TASK GOAL: Only lines containing "must" belong in the answer, each copied from the entries below.

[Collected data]
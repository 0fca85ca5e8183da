use serde::{Deserialize, Serialize};
use std::sync::Arc;

/// Mercado Pago gateway configuration.
///
/// Loaded once at startup and handed to the adapter constructor; nothing
/// else reads the environment for gateway settings.
#[derive(Debug, Clone, Serialize, Deserialize)]
pub struct MercadoPagoConfig {
    /// API access token
    pub access_token: String,

    /// Collector (seller) account id
    pub user_id: String,

    /// Point-of-sale id the QR orders are issued against
    pub pos_id: String,

    /// Public URL the gateway posts webhook notifications to
    pub notification_url: String,

    /// API base URL
    pub base_url: String,
}

impl MercadoPagoConfig {
    pub fn from_env() -> Arc<Self> {
        Arc::new(Self {
            access_token: std::env::var("MERCADO_PAGO_ACCESS_TOKEN")
                .expect("MERCADO_PAGO_ACCESS_TOKEN must be set"),
            user_id: std::env::var("MERCADO_PAGO_USER_ID")
                .expect("MERCADO_PAGO_USER_ID must be set"),
            pos_id: std::env::var("MERCADO_PAGO_POS_ID")
                .expect("MERCADO_PAGO_POS_ID must be set"),
            notification_url: std::env::var("MERCADO_PAGO_NOTIFICATION_URL")
                .expect("MERCADO_PAGO_NOTIFICATION_URL must be set"),
            base_url: std::env::var("MERCADO_PAGO_BASE_URL")
                .unwrap_or_else(|_| "https://api.mercadopago.com".to_string()),
        })
    }
}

RESULT BELOW:
                .expect("MERCADO_PAGO_ACCESS_TOKEN must be set"),
                .expect("MERCADO_PAGO_USER_ID must be set"),
                .expect("MERCADO_PAGO_POS_ID must be set"),
                .expect("MERCADO_PAGO_NOTIFICATION_URL must be set"),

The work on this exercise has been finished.